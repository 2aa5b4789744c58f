//! Integration tests for the writer lifecycle

use strata_types::{ErrorKind, Type};
use strata_values::{Value, ValueFactory};

#[test]
fn same_open_value_yields_same_writer() {
    let vf = ValueFactory::default();
    let list = vf.list(&Type::void());

    assert_eq!(list.writer().unwrap(), list.writer().unwrap());
}

#[test]
fn done_freezes_value_and_writer() {
    let vf = ValueFactory::default();
    let set = vf.set(&Type::integer());
    let writer = set.writer().unwrap();

    writer.insert_all((0..5).map(Value::Integer)).unwrap();
    let frozen = writer.done().unwrap();

    assert_eq!(frozen.len(), 5);
    assert!(!set.is_open());
    assert!(set.writer().unwrap_err().is_illegal_state());

    let err = writer.insert(vf.integer(9)).unwrap_err();
    assert!(matches!(err.kind, ErrorKind::WriterClosed));
    assert!(!err.is_use());
    assert_eq!(frozen.len(), 5);
}

#[test]
fn done_twice_is_illegal() {
    let vf = ValueFactory::default();
    let writer = vf.map_writer(&Type::string(), &Type::integer());
    writer.put(vf.string("a"), vf.integer(1)).unwrap();

    assert!(writer.done().is_ok());
    assert!(writer.done().unwrap_err().is_illegal_state());
}

#[test]
fn type_errors_differ_from_lifecycle_errors() {
    let vf = ValueFactory::default();
    let writer = vf.set_writer(&Type::integer());

    let wrong_type = writer.insert(vf.string("x")).unwrap_err();
    assert!(wrong_type.is_use());
    assert!(!wrong_type.is_illegal_state());

    writer.done().unwrap();
    let wrong_phase = writer.insert(vf.integer(1)).unwrap_err();
    assert!(wrong_phase.is_illegal_state());
    assert!(!wrong_phase.is_use());
}

#[test]
fn list_writer_builds_in_order() {
    let vf = ValueFactory::default();
    let writer = vf.list_writer(&Type::void());

    writer.append(vf.integer(2)).unwrap();
    writer.insert(vf.integer(1)).unwrap();
    writer.append_all([vf.integer(3), vf.integer(4)]).unwrap();
    assert_eq!(writer.len(), 4);

    let list = writer.done().unwrap();
    assert_eq!(
        list.to_vec(),
        vec![vf.integer(1), vf.integer(2), vf.integer(3), vf.integer(4)]
    );
    assert_eq!(list.element_type(), Type::integer());
}

#[test]
fn relation_writer_is_typed() {
    let vf = ValueFactory::default();
    let pair = vf.store().tuple(&[Type::integer(), Type::string()]);
    let writer = vf.relation_writer(&pair).unwrap();

    writer.insert(vf.tuple(vec![vf.integer(1), vf.string("a")]).into()).unwrap();
    assert!(writer.insert(vf.tuple(vec![vf.string("a"), vf.integer(1)]).into()).is_err());

    let relation = writer.done().unwrap().to_relation().unwrap();
    assert_eq!(relation.len(), 1);
    assert_eq!(relation.arity(), 2);
}

#[test]
fn independent_writers_on_separate_threads() {
    let vf = ValueFactory::default();

    let handles: Vec<_> = (0..4)
        .map(|t| {
            let vf = vf.clone();
            std::thread::spawn(move || {
                let writer = vf.set_writer(&Type::integer());
                for i in 0..100 {
                    writer.insert(vf.integer(t * 100 + i)).unwrap();
                }
                writer.done().unwrap()
            })
        })
        .collect();

    let sets: Vec<_> = handles.into_iter().map(|h| h.join().unwrap()).collect();
    let union = sets.iter().fold(vf.set_with(vec![]), |acc, s| acc.union(s));
    assert_eq!(union.len(), 400);
}

#[test]
fn containers_keep_what_an_open_collection_held_when_stored() {
    let vf = ValueFactory::default();
    let list = vf.list(&Type::integer());
    let list_writer = list.writer().unwrap();
    list_writer.append(vf.integer(1)).unwrap();

    let tuple = vf.tuple(vec![Value::List(list.clone()), vf.string("x")]);
    let map = vf.map(&vf.store().list(&Type::integer()), &Type::string());
    let map_writer = map.writer().unwrap();
    map_writer.put(Value::List(list.clone()), vf.string("one")).unwrap();

    list_writer.append(vf.integer(2)).unwrap();
    list_writer.done().unwrap();

    let held = tuple.get(0).unwrap().as_list().unwrap();
    assert_eq!(held.len(), 1);
    assert!(!held.is_open());
    assert_eq!(map.get(&Value::List(vf.list_with(vec![vf.integer(1)]))), Some(vf.string("one")));
    assert_eq!(map.get(&Value::List(list)), None);
}
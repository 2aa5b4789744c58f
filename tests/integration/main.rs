//! Cross-layer integration tests for Strata
//!
//! Tests that exercise the type store and the value layer together.

mod pipeline;
//! Integration tests for persistent sets

use strata_types::{ErrorKind, Type};
use strata_values::{Set, Value, ValueFactory};

fn ints(vf: &ValueFactory, values: &[i64]) -> Set {
    vf.set_with(values.iter().copied().map(Value::Integer).collect())
}

#[test]
fn union_of_unrelated_sets_degrades_to_value() {
    let vf = ValueFactory::default();
    let numbers = ints(&vf, &[1, 2]);
    let words = vf.set_with(vec![vf.string("a")]);

    let union = numbers.union(&words);
    assert_eq!(union.len(), 3);
    assert_eq!(union.element_type(), Type::value());
    assert!(numbers.intersect(&words).is_empty());
}

#[test]
fn algebra_never_touches_operands() {
    let vf = ValueFactory::default();
    let a = ints(&vf, &[1, 2, 3]);
    let b = ints(&vf, &[2, 3, 4]);

    assert_eq!(a.union(&b), ints(&vf, &[1, 2, 3, 4]));
    assert_eq!(a.intersect(&b), ints(&vf, &[2, 3]));
    assert_eq!(a.subtract(&b), ints(&vf, &[1]));
    assert_eq!(a, ints(&vf, &[1, 2, 3]));
}

#[test]
fn insert_and_remove() {
    let vf = ValueFactory::default();
    let a = ints(&vf, &[1]);

    let b = a.insert(vf.integer(2)).unwrap();
    assert!(b.contains(&vf.integer(2)).unwrap());
    assert!(!a.contains(&vf.integer(2)).unwrap());
    assert_eq!(b.remove(&vf.integer(2)), a);
}

#[test]
fn contains_rejects_incomparable_value() {
    let vf = ValueFactory::default();
    let err = ints(&vf, &[1]).contains(&vf.string("1")).unwrap_err();
    assert!(matches!(err.kind, ErrorKind::IncomparableTypes { .. }));
}

#[test]
fn iteration_is_stable() {
    let vf = ValueFactory::default();
    let set = ints(&vf, &(0..100).collect::<Vec<_>>());

    let first: Vec<Value> = set.iter().collect();
    let second: Vec<Value> = set.iter().collect();
    assert_eq!(first, second);
    assert_eq!(first.len(), 100);
}

#[test]
fn product_of_plain_sets_is_binary_relation() {
    let vf = ValueFactory::default();
    let product = ints(&vf, &[1, 2]).product(&vf.set_with(vec![vf.string("a"), vf.string("b")]));

    assert_eq!(product.len(), 4);
    assert_eq!(product.field_types(), vec![Type::integer(), Type::string()]);
}

#[test]
fn to_relation_only_for_tuples() {
    let vf = ValueFactory::default();
    assert!(matches!(
        ints(&vf, &[1]).to_relation().unwrap_err().kind,
        ErrorKind::NotARelation(_)
    ));

    let tuples = vf.set_with(vec![vf.tuple(vec![vf.integer(1)]).into()]);
    assert_eq!(tuples.to_relation().unwrap().arity(), 1);
}

#[test]
fn invert_requires_universe_membership() {
    let vf = ValueFactory::default();
    let universe = ints(&vf, &[1, 2, 3]);

    assert_eq!(ints(&vf, &[1]).invert(&universe).unwrap(), ints(&vf, &[2, 3]));
    let err = ints(&vf, &[7]).invert(&universe).unwrap_err();
    assert!(matches!(err.kind, ErrorKind::NotASubset { .. }));
}
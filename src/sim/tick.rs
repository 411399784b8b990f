//! Fixed-step simulation tick
//!
//! The frame driver: advances both paddles, then the ball.

use serde::{Deserialize, Serialize};

use super::state::{Ball, GameEvent, GameState, Paddle};
use crate::input::PaddleInput;

/// Resolved input signals for a single tick
#[derive(Debug, Clone, Copy, Default, PartialEq, Eq, Serialize, Deserialize)]
pub struct TickInput {
    pub left: PaddleInput,
    pub right: PaddleInput,
}

/// How far the ball may drift from a paddle's center before the autopilot reacts
const AUTOPILOT_DEADZONE: i32 = 2;

/// Advance the game state by one tick
///
/// Paddles go first so that the ball sees this tick's paddle motion when it
/// resolves hits.
pub fn tick(state: &mut GameState, input: &TickInput) -> Vec<GameEvent> {
    state.time_ticks += 1;

    state.left.update(input.left.move_up, input.left.move_down);
    state.right.update(input.right.move_up, input.right.move_down);

    let events = state.ball.update(&state.left, &state.right);
    for event in &events {
        log::debug!("tick {}: {:?}", state.time_ticks, event);
    }
    events
}

/// Input that keeps both paddles centered on the ball (demo mode)
pub fn autopilot_input(state: &GameState) -> TickInput {
    TickInput {
        left: track_ball(&state.left, &state.ball),
        right: track_ball(&state.right, &state.ball),
    }
}

fn track_ball(paddle: &Paddle, ball: &Ball) -> PaddleInput {
    let delta = ball.y - paddle.center_y();
    if delta < -AUTOPILOT_DEADZONE {
        PaddleInput::up()
    } else if delta > AUTOPILOT_DEADZONE {
        PaddleInput::down()
    } else {
        PaddleInput::IDLE
    }
}
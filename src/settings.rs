//! Game configuration
//!
//! Consumed once when the [`GameState`](crate::sim::GameState) is built and
//! immutable afterwards. Loaded from JSON; any missing field falls back to
//! the badge defaults.

use std::path::Path;
use std::time::Duration;

use serde::{Deserialize, Serialize};

use crate::consts::*;
use crate::error::ConfigError;
use crate::input::Controls;
use crate::sim::Side;

/// Display dimensions
#[derive(Debug, Clone, Copy, PartialEq, Eq, Serialize, Deserialize)]
pub struct ScreenConfig {
    pub width: i32,
    pub height: i32,
}

impl Default for ScreenConfig {
    fn default() -> Self {
        Self {
            width: SCREEN_WIDTH,
            height: SCREEN_HEIGHT,
        }
    }
}

/// Geometry and start position of one paddle
#[derive(Debug, Clone, Copy, PartialEq, Eq, Serialize, Deserialize)]
pub struct PaddleConfig {
    pub width: i32,
    pub height: i32,
    pub x: i32,
    pub y: i32,
}

/// Ball size and reset point
#[derive(Debug, Clone, Copy, PartialEq, Eq, Serialize, Deserialize)]
pub struct BallConfig {
    pub diameter: i32,
    pub start_x: i32,
    pub start_y: i32,
}

/// Full game configuration
#[derive(Debug, Clone, PartialEq, Serialize, Deserialize)]
#[serde(default)]
pub struct GameConfig {
    pub screen: ScreenConfig,
    /// Simulation ticks per second (used by the host loop only)
    pub tick_rate: u32,
    pub left_paddle: PaddleConfig,
    pub right_paddle: PaddleConfig,
    pub ball: BallConfig,
    pub controls: Controls,
}

impl Default for GameConfig {
    fn default() -> Self {
        Self::for_screen(SCREEN_WIDTH, SCREEN_HEIGHT)
    }
}

impl GameConfig {
    /// Standard layout for a screen of the given size: left paddle against the
    /// left edge at the top, right paddle near the bottom right corner, ball
    /// starting in the middle.
    pub fn for_screen(width: i32, height: i32) -> Self {
        Self {
            screen: ScreenConfig { width, height },
            tick_rate: TICK_RATE,
            left_paddle: PaddleConfig {
                width: PADDLE_WIDTH,
                height: PADDLE_HEIGHT,
                x: LEFT_PADDLE_X,
                y: 0,
            },
            right_paddle: PaddleConfig {
                width: PADDLE_WIDTH,
                height: PADDLE_HEIGHT,
                x: width - RIGHT_PADDLE_MARGIN,
                y: height - PADDLE_HEIGHT - RIGHT_PADDLE_MARGIN,
            },
            ball: BallConfig {
                diameter: BALL_DIAMETER,
                start_x: width / 2,
                start_y: height / 2,
            },
            controls: Controls::default(),
        }
    }

    pub fn from_json(json: &str) -> Result<Self, ConfigError> {
        let config: Self = serde_json::from_str(json)?;
        config.validate()?;
        Ok(config)
    }

    /// Load and validate a JSON config file
    pub fn load(path: impl AsRef<Path>) -> Result<Self, ConfigError> {
        let path = path.as_ref();
        let json = std::fs::read_to_string(path)?;
        let config = Self::from_json(&json)?;
        log::info!("Loaded config from {}", path.display());
        Ok(config)
    }

    pub fn to_json(&self) -> Result<String, ConfigError> {
        Ok(serde_json::to_string_pretty(self)?)
    }

    pub fn paddle(&self, side: Side) -> &PaddleConfig {
        match side {
            Side::Left => &self.left_paddle,
            Side::Right => &self.right_paddle,
        }
    }

    /// Time between two ticks
    pub fn tick_interval(&self) -> Duration {
        Duration::from_secs_f64(1.0 / self.tick_rate.max(1) as f64)
    }

    /// Lowest row the ball may occupy before bouncing off the bottom wall.
    /// `None` when the diameter is too large to compute it.
    pub fn ball_bottom(&self) -> Option<i32> {
        let span = self.ball.diameter.checked_add(1)?.checked_mul(2)?;
        self.screen.height.checked_sub(span)
    }

    /// Reject layouts the simulation cannot run sensibly
    pub fn validate(&self) -> Result<(), ConfigError> {
        let ScreenConfig { width, height } = self.screen;
        if width <= 0 || height <= 0 {
            return Err(ConfigError::EmptyScreen { width, height });
        }
        if self.tick_rate == 0 {
            return Err(ConfigError::ZeroTickRate);
        }

        for side in [Side::Left, Side::Right] {
            let paddle = self.paddle(side);
            if paddle.width <= 0 || paddle.height <= 0 {
                return Err(ConfigError::EmptyPaddle {
                    side,
                    width: paddle.width,
                    height: paddle.height,
                });
            }
            if paddle.height > height {
                return Err(ConfigError::PaddleTooTall {
                    side,
                    height: paddle.height,
                    screen_height: height,
                });
            }
            // Sizes are positive and bounded by the screen here, so the
            // subtractions below cannot overflow
            let x_ok =
                paddle.x >= 0 && paddle.width <= width && paddle.x <= width - paddle.width;
            let y_ok = paddle.y >= 0 && paddle.y <= height - paddle.height;
            if !x_ok || !y_ok {
                return Err(ConfigError::PaddleOutOfBounds {
                    side,
                    x: paddle.x,
                    y: paddle.y,
                });
            }
        }

        let ball = &self.ball;
        if ball.diameter <= 0 {
            return Err(ConfigError::EmptyBall(ball.diameter));
        }
        let bottom = match self.ball_bottom() {
            Some(bottom) if bottom > 0 && ball.diameter < width => bottom,
            _ => {
                return Err(ConfigError::BallTooLarge {
                    diameter: ball.diameter,
                    screen_height: height,
                });
            }
        };
        // A start column on or past either exit would reset forever
        let x_ok = ball.start_x > 0 && ball.start_x < width - ball.diameter;
        let y_ok = ball.start_y >= 0 && ball.start_y <= bottom;
        if !x_ok || !y_ok {
            return Err(ConfigError::BallOutOfBounds {
                x: ball.start_x,
                y: ball.start_y,
            });
        }

        let left = self.left_paddle.x + self.left_paddle.width;
        let right = self.right_paddle.x - self.right_paddle.width;
        if left >= right {
            return Err(ConfigError::PaddlesOverlap { left, right });
        }

        Ok(())
    }
}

• **Your goal**
Work out how many lines of the entries include the word "span", and respond with that number and nothing more.

• **Written solution**
2